Bremerton, WA - On Nov. 18, 2003, The Sun ran a front page article headlined "Massive land-use changes OK'd." The article went on to say the county commissioners had approved the change and depicted that change using the following language: "After implementing ordinances are approved, up to four times as many homes can be built on some 54,000 acres in rural Kitsap County -- nearly one-fourth of the county's entire land mass."
If you hadn't been following the actual number of homes involved, you would have thought we were about to be overrun with development. Kitsap would finally see the dreaded sprawl feared by proponents of Smart Growth. The Kitsap version of Bellevue was surely on its way.

However, earlier articles on the same topic, also headlined using the word "massive," explained the new ordinance would allow a land-owner to build not just one, but four houses on the owner's 20-acre parcel of land, formally described as interim rural forest. Many restrictions were placed on how and where those houses could be built. I don't know about you, but I certainly wouldn't have described going from one home to four on 20 acres as a "massive" change.

Language can be a powerful tool in creating graphic images. The way this story was reported prompted me to revisit the theory behind the Growth Management Act. What I found generated some questions.

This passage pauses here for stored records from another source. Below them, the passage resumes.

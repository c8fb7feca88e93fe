//! Line-protocol TCP front-end
//!
//! Clients send `SUB <url>`, `GET <url>` or `UNSUB <url>`, one per line, and
//! receive one JSON object per line in return.

pub mod config;
pub mod connection;
pub mod listener;

pub use config::{ServerConfig, DEFAULT_PORT};
pub use listener::BrokerServer;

On Nov. 6, 1990, Washington voters rejected Initiative 547 in a landslide. It would have mandated severe land-use restrictions in Washington. The following year, the Legislature passed the somewhat less stringent Growth Management Act. The passage of this act was based on the Legislature's perception that "uncoordinated and unplanned growth, together with a lack of common goals ... pose a threat to the environment, sustainable economic development, and the health, safety, and high quality of life enjoyed by residents of this state."

The act required extensive land use planning which eventually led to Kitsap's Comprehensive Plan. That plan is reviewed periodically, which brought about the "massive quadrupling" change approved late last year.

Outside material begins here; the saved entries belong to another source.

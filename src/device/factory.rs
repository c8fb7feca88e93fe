//! Backend contracts

use std::rc::Rc;

use super::error::DeviceError;
use crate::dist::{PendingSink, SinkFactory};
use crate::url::Url;

/// Serves subscriptions for one resolved request
pub trait DeviceProvider {
    /// Attach a sink built by `factory`; resolves once the chain is connected
    fn subscribe(&self, factory: Rc<dyn SinkFactory>) -> PendingSink;

    /// Canonical key the provider serves
    fn key(&self) -> &str;
}

/// Turns request URLs into providers for one family of backends
pub trait DeviceFactory {
    /// Name used in logs
    fn name(&self) -> &str;

    /// Cheap pre-check; `build_provider` may still refuse with `NotSupported`
    fn supports(&self, url: &Url) -> bool;

    /// Whether a provider built for a request may be reused for the same request
    fn cacheable(&self) -> bool {
        true
    }

    /// Validate `request` and build its provider
    fn build_provider(&self, request: &str) -> Result<Rc<dyn DeviceProvider>, DeviceError>;
}
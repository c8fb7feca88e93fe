//! Notifications
//!
//! A [`Notifier`] subscribes to request URLs through the broker and hands a
//! short message to its [`NotificationChannel`] for every update, once per
//! registered destination. Registrations come from code or from a
//! configuration file kept in sync by a [`ConfigWatcher`].

pub mod channel;
pub mod config;
pub mod notifier;

pub use channel::{format_message, LogChannel, NotificationChannel};
pub use config::{parse_expiry, ConfigWatcher, NotifierConfig, ReconcileSummary};
pub use notifier::{Destinations, Expiry, Notifier};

The GMA was based on a number of goals which communities were to follow in developing their comprehensive plans. Some of the goals were: to increase growth in urban areas; increase multi-modal transportation systems; reduce sprawl; encourage economic development; retain open space; encourage availability of affordable housing; protect the environment; and protect private property rights. That last goal I found most interesting.

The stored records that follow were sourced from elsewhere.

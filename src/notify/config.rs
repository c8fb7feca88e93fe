//! Notifier configuration file
//!
//! INI-style: one section per request URL, one option per notifier (keyed by
//! its channel name) listing destinations, each with an optional expiry in
//! parentheses.
//!
//! ```text
//! [epics:ring:current?threshold=10]
//! mail = ops@example.org, night@example.org (2026-12-31 06:00)
//! sms  = +15550100 (12/31/2026)
//! ```
//!
//! A date without a time expires at the end of that day (UTC). A
//! [`ConfigWatcher`] polls the file's modification time and reconciles every
//! notifier whenever it changes.

use std::collections::BTreeMap;
use std::path::{Path, PathBuf};
use std::str::FromStr;
use std::time::{Duration, SystemTime};

use chrono::{DateTime, NaiveDate, NaiveDateTime, Utc};
use tokio::task::JoinHandle;
use tokio::time::{self, MissedTickBehavior};

use super::notifier::{Destinations, Expiry, Notifier};
use crate::error::{Error, Result};

// Two-digit years go first: `%Y` would also accept them
const DATE_FORMATS: &[&str] = &["%Y-%m-%d", "%Y/%m/%d", "%m/%d/%y", "%m/%d/%Y"];
const TIME_FORMATS: &[&str] = &["%H:%M", "%I:%M%p", "%I:%M %p"];

/// Parse an expiry stamp
///
/// Accepts RFC 3339, or one of the date formats optionally followed by a
/// time. A bare date means the end of that day.
pub fn parse_expiry(text: &str) -> Option<DateTime<Utc>> {
    let text = text.trim();
    if let Ok(at) = DateTime::parse_from_rfc3339(text) {
        return Some(at.with_timezone(&Utc));
    }

    for date_fmt in DATE_FORMATS {
        if let Ok(date) = NaiveDate::parse_from_str(text, date_fmt) {
            let end = date.and_hms_opt(23, 59, 59)?;
            return Some(end.and_utc());
        }
        for time_fmt in TIME_FORMATS {
            let fmt = format!("{} {}", date_fmt, time_fmt);
            if let Ok(at) = NaiveDateTime::parse_from_str(text, &fmt) {
                return Some(at.and_utc());
            }
        }
    }
    None
}

/// Parsed configuration: channel name → URL → destinations
#[derive(Debug, Clone, Default, PartialEq)]
pub struct NotifierConfig {
    channels: BTreeMap<String, BTreeMap<String, Destinations>>,
}

/// What a reconcile pass changed
#[derive(Debug, Clone, Copy, Default, PartialEq, Eq)]
pub struct ReconcileSummary {
    /// Destinations registered or re-registered
    pub registered: usize,
    /// Destinations removed
    pub unregistered: usize,
    /// Registrations the broker refused
    pub failed: usize,
}

impl NotifierConfig {
    /// Parse configuration text
    pub fn parse(text: &str) -> Result<Self> {
        let mut config = Self::default();
        let mut section: Option<String> = None;
        let mut option: Option<(String, String)> = None;

        for (index, raw) in text.lines().enumerate() {
            let line_no = index + 1;
            let trimmed = raw.trim();

            if trimmed.is_empty() || trimmed.starts_with('#') || trimmed.starts_with(';') {
                continue;
            }

            // Indented lines continue the previous value
            if raw.starts_with(char::is_whitespace) {
                if let Some((_, value)) = option.as_mut() {
                    value.push(' ');
                    value.push_str(trimmed);
                    continue;
                }
            }

            if let Some((name, value)) = option.take() {
                config.add_option(section.as_deref(), &name, &value);
            }

            if let Some(header) = trimmed.strip_prefix('[') {
                let name = header.strip_suffix(']').ok_or_else(|| {
                    Error::Config(format!("line {}: unterminated section header", line_no))
                })?;
                section = Some(name.trim().to_string());
                continue;
            }

            if section.is_none() {
                return Err(Error::Config(format!(
                    "line {}: option outside of a section",
                    line_no
                )));
            }

            let split = trimmed.find(['=', ':']).ok_or_else(|| {
                Error::Config(format!("line {}: expected 'name = value'", line_no))
            })?;
            let name = trimmed[..split].trim().to_ascii_lowercase();
            let value = trimmed[split + 1..].trim().to_string();
            option = Some((name, value));
        }

        if let Some((name, value)) = option.take() {
            config.add_option(section.as_deref(), &name, &value);
        }

        Ok(config)
    }

    fn add_option(&mut self, section: Option<&str>, channel: &str, value: &str) {
        let Some(url) = section.filter(|s| !s.is_empty()) else {
            return;
        };
        if channel.is_empty() {
            return;
        }

        let destinations = self
            .channels
            .entry(channel.to_string())
            .or_default()
            .entry(url.to_string())
            .or_default();

        for item in value.split(',') {
            let (destination, expiry) = match item.split_once('(') {
                Some((destination, rest)) => {
                    let stamp = rest.trim().trim_end_matches(')');
                    match parse_expiry(stamp) {
                        Some(at) => (destination.trim(), Some(at)),
                        None => {
                            tracing::warn!(
                                url = %url,
                                destination = %destination.trim(),
                                expiry = %stamp,
                                "Unreadable expiry, destination skipped"
                            );
                            continue;
                        }
                    }
                }
                None => (item.trim(), None),
            };
            if destination.is_empty() {
                continue;
            }
            destinations.insert(destination.to_string(), expiry);
        }
    }

    /// URLs and destinations configured for `channel`
    pub fn channel(&self, channel: &str) -> Option<&BTreeMap<String, Destinations>> {
        self.channels.get(channel)
    }

    /// Configured channel names
    pub fn channels(&self) -> impl Iterator<Item = &str> {
        self.channels.keys().map(String::as_str)
    }

    pub fn is_empty(&self) -> bool {
        self.channels.is_empty()
    }

    /// Make `notifier` match this configuration
    ///
    /// Every configured destination is (re-)registered so expiry changes
    /// apply; registered destinations missing from the configuration are
    /// removed.
    pub fn apply(&self, notifier: &Notifier) -> ReconcileSummary {
        let empty = BTreeMap::new();
        let configured = self.channel(notifier.name()).unwrap_or(&empty);
        let registered = notifier.registered();
        let mut summary = ReconcileSummary::default();

        for (url, destinations) in configured {
            for (destination, expiry) in destinations {
                match notifier.register(url, destination, *expiry) {
                    Ok(()) => summary.registered += 1,
                    Err(_) => summary.failed += 1,
                }
            }
        }

        for (url, destinations) in &registered {
            let keep = configured.get(url);
            for destination in destinations.keys() {
                if !keep.is_some_and(|k| k.contains_key(destination))
                    && notifier.unregister(url, destination)
                {
                    summary.unregistered += 1;
                }
            }
        }

        tracing::debug!(
            channel = %notifier.name(),
            registered = summary.registered,
            unregistered = summary.unregistered,
            failed = summary.failed,
            "Notifier reconciled"
        );
        summary
    }
}

impl FromStr for NotifierConfig {
    type Err = Error;

    fn from_str(text: &str) -> Result<Self> {
        Self::parse(text)
    }
}

/// Reloads a configuration file into a set of notifiers when it changes
pub struct ConfigWatcher {
    path: PathBuf,
    notifiers: Vec<Notifier>,
    interval: Duration,
    loaded: Option<SystemTime>,
}

impl ConfigWatcher {
    pub fn new(path: impl AsRef<Path>) -> Self {
        Self {
            path: path.as_ref().to_path_buf(),
            notifiers: Vec::new(),
            interval: Duration::from_secs(10),
            loaded: None,
        }
    }

    /// Set how often the file is checked
    pub fn interval(mut self, interval: Duration) -> Self {
        self.interval = interval.max(Duration::from_millis(10));
        self
    }

    pub fn add_notifier(&mut self, notifier: Notifier) {
        self.notifiers.push(notifier);
    }

    /// Stop managing the notifier named `name`; its registrations stay
    pub fn remove_notifier(&mut self, name: &str) -> bool {
        let before = self.notifiers.len();
        self.notifiers.retain(|n| n.name() != name);
        self.notifiers.len() != before
    }

    /// Reload the file if it changed since the last load
    ///
    /// Returns whether the notifiers were reconciled.
    pub async fn load(&mut self) -> Result<bool> {
        let metadata = tokio::fs::metadata(&self.path).await?;
        if !metadata.is_file() {
            return Err(Error::Config(format!(
                "{} is not a regular file",
                self.path.display()
            )));
        }

        let modified = metadata.modified()?;
        if self.loaded == Some(modified) {
            tracing::trace!(path = %self.path.display(), "Configuration unchanged");
            return Ok(false);
        }

        let text = tokio::fs::read_to_string(&self.path).await?;
        let config = NotifierConfig::parse(&text)?;
        tracing::info!(path = %self.path.display(), "Configuration changed, updating notifiers");

        for notifier in &self.notifiers {
            config.apply(notifier);
        }
        self.loaded = Some(modified);
        Ok(true)
    }

    /// Poll the file on the configured interval
    ///
    /// Must be called from within a `LocalSet`.
    pub fn spawn(mut self) -> JoinHandle<()> {
        tokio::task::spawn_local(async move {
            let mut interval = time::interval(self.interval);
            interval.set_missed_tick_behavior(MissedTickBehavior::Delay);
            loop {
                interval.tick().await;
                if let Err(e) = self.load().await {
                    tracing::warn!(
                        path = %self.path.display(),
                        error = %e,
                        "Configuration not loaded"
                    );
                }
            }
        })
    }
}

Prior to passage of the GMA and development of Kitsap's Comprehensive Plan, individual property owners had much more flexibility and freedom to develop or not develop their property as they saw fit.

The majority of people I know who own sizable pieces of property in Kitsap have owned that property for years -- well before the Go-Go years of the 1980s and 1990s.

It was an investment they made for their future, and that of their family, with all attendant expectations that an investment would bring. Since property is a finite commodity, it's not surprising one would hope to profit from selling or developing it.

So, if one goal of the GMA was to protect private property rights, what kind of monetary compensation was given to property owners when the ability to develop their land was curtailed or eliminated altogether? What kind of cost/benefit analysis was done when the goals of GMA were developed? How do you create more "affordable housing" with the depletion of buildable land?

If the goals are important and worth something, why are they expected to "cost" nothing? If the goals are for everyone's "good," why isn't everyone "paying" for them? I guess the old adage "There is no free lunch" applies only if you're not a government entity with the power to take others' property through land use ordinances and zoning laws.

I'm not against sensibly controlling growth. I am, however, opposed to an elitist approach to growth management that restricts the common sense choices we should have.

This country was founded on the right to own property. Ownership should include the free exercise of options in dealing with that property, as long as it's reasonable and responsible. And, we don't need lawyers to define those descriptive words.

Property rights are critical to a free society. Those whose property is essentially confiscated for the supposed "greater good" of society should receive just compensation. As "progressives" are wont to say, "It's only fair."